In 1951, Doe graduated from Immaculate Heart Academy, where he excelled in basketball, football and softball. After leaving IHA, he joined the semipro Watertown Red and Black. His tenure with the football team, though, was interrupted in 1952 when he entered the Army.
Doe served in Korea and earned several service awards, including a Bronze Star, before his honorable discharge in 1954, when he helped to reorganize the Red and Black after the team's two-year hiatus.
In 1955, Doe won the first Earl Exley Memorial trophy as the Red and Black's most outstanding ball carrier. His Red and Black playing career continued through the 1960s and early '70s, and he was inducted into the team's Hall of Fame in 1996.
"As a football player, Dickie was one of the greatest I've ever seen," Doe's former Red and Black teammate, Budgo Alteri, told the Times in 2005. "I blocked for Dickie, who was an outstanding runner. As a matter of fact, I think I've still got his footprints on my back. I couldn't get out in front of him fast enough. Once Dickie got to the sidelines he was gone."
Doe was honored again in 2003 when he entered the Immaculate Heart Academy-Immaculate Heart Central High School Hall of Fame.

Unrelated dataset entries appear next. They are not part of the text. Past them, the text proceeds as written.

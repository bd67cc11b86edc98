//! File-backed blob store.

use super::BlobStore;
use crate::error::{DbError, Result};
use fs2::FileExt;
use lru::LruCache;
use parking_lot::Mutex;
use sha2::{Digest, Sha256};
use std::fs::{self, File};
use std::io::{Read, Write};
use std::num::NonZeroUsize;
use std::path::{Path, PathBuf};

/// Magic bytes for blob files.
const BLOB_MAGIC: &[u8; 4] = b"LDB\0";

/// Current blob format version.
const BLOB_VERSION: u8 = 1;

/// Name of the lock file guarding the directory.
const LOCK_FILE: &str = "LOCK";

/// Blob store writing one file per key.
///
/// Files are named by the SHA-256 of the key and sharded into directories by
/// its first byte. Each file carries the key, the payload and a CRC32 of the
/// payload. The directory is locked exclusively while the store is open.
pub struct FileBlobStore {
    /// Base directory for blobs.
    path: PathBuf,

    /// LRU cache of recently read or written payloads.
    cache: Mutex<LruCache<String, Vec<u8>>>,

    _lock_file: File,
}

impl FileBlobStore {
    /// Open (creating if needed) a blob store at the given path.
    pub fn open(path: impl AsRef<Path>, cache_size: usize) -> Result<Self> {
        let path = path.as_ref().to_path_buf();
        fs::create_dir_all(&path)?;

        let lock_file = File::create(path.join(LOCK_FILE))?;
        lock_file.try_lock_exclusive().map_err(|_| DbError::Locked)?;

        let cache_size = NonZeroUsize::new(cache_size).unwrap_or(NonZeroUsize::MIN);

        Ok(Self {
            path,
            cache: Mutex::new(LruCache::new(cache_size)),
            _lock_file: lock_file,
        })
    }

    pub fn path(&self) -> &Path {
        &self.path
    }

    /// Delete the blob under `key`. Returns false if there was none.
    pub fn delete_blob(&self, key: &str) -> Result<bool> {
        self.cache.lock().pop(key);

        let blob_path = self.blob_path(key);
        if blob_path.exists() {
            fs::remove_file(&blob_path)?;
            Ok(true)
        } else {
            Ok(false)
        }
    }

    /// List all stored keys.
    pub fn keys(&self) -> Result<Vec<String>> {
        let mut keys = Vec::new();

        for entry in fs::read_dir(&self.path)? {
            let entry = entry?;
            if entry.file_type()?.is_dir() {
                for blob_entry in fs::read_dir(entry.path())? {
                    let blob_path = blob_entry?.path();
                    // Interrupted writes leave .tmp files behind
                    if blob_path.extension().is_some() {
                        continue;
                    }
                    let (key, _) = read_blob_file(&blob_path)?;
                    keys.push(key);
                }
            }
        }

        keys.sort();
        Ok(keys)
    }

    fn key_hash(key: &str) -> String {
        hex::encode(Sha256::digest(key.as_bytes()))
    }

    /// Get the full path for a key.
    fn blob_path(&self, key: &str) -> PathBuf {
        let hash = Self::key_hash(key);
        self.path.join(&hash[..2]).join(hash)
    }
}

fn read_blob_file(path: &Path) -> Result<(String, Vec<u8>)> {
    let mut file = File::open(path)?;
    let file_len = file.metadata()?.len();

    // Read and verify magic
    let mut magic = [0u8; 4];
    file.read_exact(&mut magic)?;
    if &magic != BLOB_MAGIC {
        return Err(DbError::InvalidFormat("Invalid blob magic".into()));
    }

    let mut version = [0u8; 1];
    file.read_exact(&mut version)?;
    if version[0] != BLOB_VERSION {
        return Err(DbError::InvalidFormat(format!(
            "Unsupported blob version: {}",
            version[0]
        )));
    }

    // Read key
    let mut key_len_bytes = [0u8; 2];
    file.read_exact(&mut key_len_bytes)?;
    let key_len = u16::from_le_bytes(key_len_bytes) as usize;

    let mut key_bytes = vec![0u8; key_len];
    file.read_exact(&mut key_bytes)?;
    let key = String::from_utf8(key_bytes)
        .map_err(|_| DbError::InvalidFormat("Blob key is not UTF-8".into()))?;

    // Read payload
    let mut len_bytes = [0u8; 8];
    file.read_exact(&mut len_bytes)?;
    let len = u64::from_le_bytes(len_bytes);

    // Header, key and length field precede the payload; the checksum follows it.
    let remaining = file_len.saturating_sub(4 + 1 + 2 + key_len as u64 + 8);
    if len.checked_add(4).map_or(true, |needed| needed > remaining) {
        return Err(DbError::InvalidFormat(format!(
            "Blob payload length {} exceeds file size {}",
            len, file_len
        )));
    }

    let mut payload = vec![0u8; len as usize];
    file.read_exact(&mut payload)?;

    let mut checksum_bytes = [0u8; 4];
    file.read_exact(&mut checksum_bytes)?;
    let stored_checksum = u32::from_le_bytes(checksum_bytes);
    let computed_checksum = crc32fast::hash(&payload);

    if stored_checksum != computed_checksum {
        return Err(DbError::ChecksumMismatch {
            expected: stored_checksum,
            got: computed_checksum,
        });
    }

    Ok((key, payload))
}

impl BlobStore for FileBlobStore {
    fn load_blob(&self, key: &str) -> Result<Option<Vec<u8>>> {
        if let Some(cached) = self.cache.lock().get(key).cloned() {
            return Ok(Some(cached));
        }

        let blob_path = self.blob_path(key);
        if !blob_path.exists() {
            return Ok(None);
        }

        let (stored_key, payload) = read_blob_file(&blob_path)?;
        if stored_key != key {
            return Err(DbError::InvalidFormat(format!(
                "Blob file for {} holds key {}",
                key, stored_key
            )));
        }

        self.cache.lock().put(key.to_string(), payload.clone());
        Ok(Some(payload))
    }

    fn save_blob(&self, key: &str, bytes: &[u8]) -> Result<()> {
        let key_bytes = key.as_bytes();
        let key_len = u16::try_from(key_bytes.len())
            .map_err(|_| DbError::InvalidFormat(format!("Blob key too long: {}", key)))?;

        let blob_path = self.blob_path(key);
        if let Some(shard_dir) = blob_path.parent() {
            fs::create_dir_all(shard_dir)?;
        }

        // Write to a sibling file, then rename over the old blob
        let tmp_path = blob_path.with_extension("tmp");
        let mut file = File::create(&tmp_path)?;

        file.write_all(BLOB_MAGIC)?;
        file.write_all(&[BLOB_VERSION])?;

        file.write_all(&key_len.to_le_bytes())?;
        file.write_all(key_bytes)?;

        file.write_all(&(bytes.len() as u64).to_le_bytes())?;
        file.write_all(bytes)?;

        let checksum = crc32fast::hash(bytes);
        file.write_all(&checksum.to_le_bytes())?;

        file.sync_all()?;
        fs::rename(&tmp_path, &blob_path)?;

        self.cache.lock().put(key.to_string(), bytes.to_vec());

        Ok(())
    }
}

#[cfg(test)]
mod tests {
    use super::*;
    use tempfile::TempDir;

    #[test]
    fn test_store_and_retrieve() {
        let dir = TempDir::new().unwrap();
        let store = FileBlobStore::open(dir.path().join("blobs"), 100).unwrap();

        store.save_blob("person", b"{\"p1\":{}}").unwrap();
        assert_eq!(store.load_blob("person").unwrap().unwrap(), b"{\"p1\":{}}");
        assert!(store.load_blob("car").unwrap().is_none());
    }

    #[test]
    fn test_overwrite() {
        let dir = TempDir::new().unwrap();
        let store = FileBlobStore::open(dir.path().join("blobs"), 100).unwrap();

        store.save_blob("person", b"one").unwrap();
        store.save_blob("person", b"two").unwrap();
        assert_eq!(store.load_blob("person").unwrap().unwrap(), b"two");
    }

    #[test]
    fn test_reopen_reads_from_disk() {
        let dir = TempDir::new().unwrap();
        {
            let store = FileBlobStore::open(dir.path().join("blobs"), 100).unwrap();
            store.save_blob("person", b"persisted").unwrap();
        }

        let store = FileBlobStore::open(dir.path().join("blobs"), 0).unwrap();
        assert_eq!(store.load_blob("person").unwrap().unwrap(), b"persisted");
    }

    #[test]
    fn test_checksum_detects_corruption() {
        let dir = TempDir::new().unwrap();
        {
            let store = FileBlobStore::open(dir.path().join("blobs"), 100).unwrap();
            store.save_blob("person", b"payload").unwrap();
            let path = store.blob_path("person");
            let mut bytes = fs::read(&path).unwrap();
            let payload_start = bytes.len() - 4 - b"payload".len();
            bytes[payload_start] ^= 0xff;
            fs::write(&path, bytes).unwrap();
        }

        let store = FileBlobStore::open(dir.path().join("blobs"), 100).unwrap();
        assert!(matches!(
            store.load_blob("person"),
            Err(DbError::ChecksumMismatch { .. })
        ));
    }

    #[test]
    fn test_oversized_length_is_rejected() {
        let dir = TempDir::new().unwrap();
        {
            let store = FileBlobStore::open(dir.path().join("blobs"), 100).unwrap();
            store.save_blob("person", b"payload").unwrap();
            let path = store.blob_path("person");
            let mut bytes = fs::read(&path).unwrap();
            let len_start = 4 + 1 + 2 + b"person".len();
            bytes[len_start..len_start + 8].copy_from_slice(&u64::MAX.to_le_bytes());
            fs::write(&path, bytes).unwrap();
        }

        let store = FileBlobStore::open(dir.path().join("blobs"), 100).unwrap();
        assert!(matches!(
            store.load_blob("person"),
            Err(DbError::InvalidFormat(_))
        ));
    }

    #[test]
    fn test_keys_and_delete() {
        let dir = TempDir::new().unwrap();
        let store = FileBlobStore::open(dir.path().join("blobs"), 100).unwrap();

        store.save_blob("b", b"2").unwrap();
        store.save_blob("a", b"1").unwrap();
        assert_eq!(store.keys().unwrap(), vec!["a".to_string(), "b".to_string()]);

        assert!(store.delete_blob("a").unwrap());
        assert!(!store.delete_blob("a").unwrap());
        assert!(store.load_blob("a").unwrap().is_none());
    }

    #[test]
    fn test_directory_lock() {
        let dir = TempDir::new().unwrap();
        let _store = FileBlobStore::open(dir.path().join("blobs"), 100).unwrap();
        let second = FileBlobStore::open(dir.path().join("blobs"), 100);
        assert!(matches!(second, Err(DbError::Locked)));
    }
}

An avid golfer, Doe graduated in 1990 from the Irv Schloss Professional Golf Club Repairmen's School in Dunedin, Fla., and owned his own business, Double D's Golf Club Shop.
Doe was instrumental in the creation of the Over the Hill Golf League at Highland Meadows, and the league was eventually renamed the Dick Doe Over the Hill Golf League.
Doe also served for many years as an official for baseball, basketball and football. In 2005, two weeks before his death, he won the Allie Coppola Award, presented by the International Athletics Association Basketball Officials Board 59 for his service to the sport.
He retired from Niagara Mohawk in 1994 after 20 years of service. He also worked for the New York Air Brake.
He died on Feb. 18, 2005, after battling emphysema. He was 72.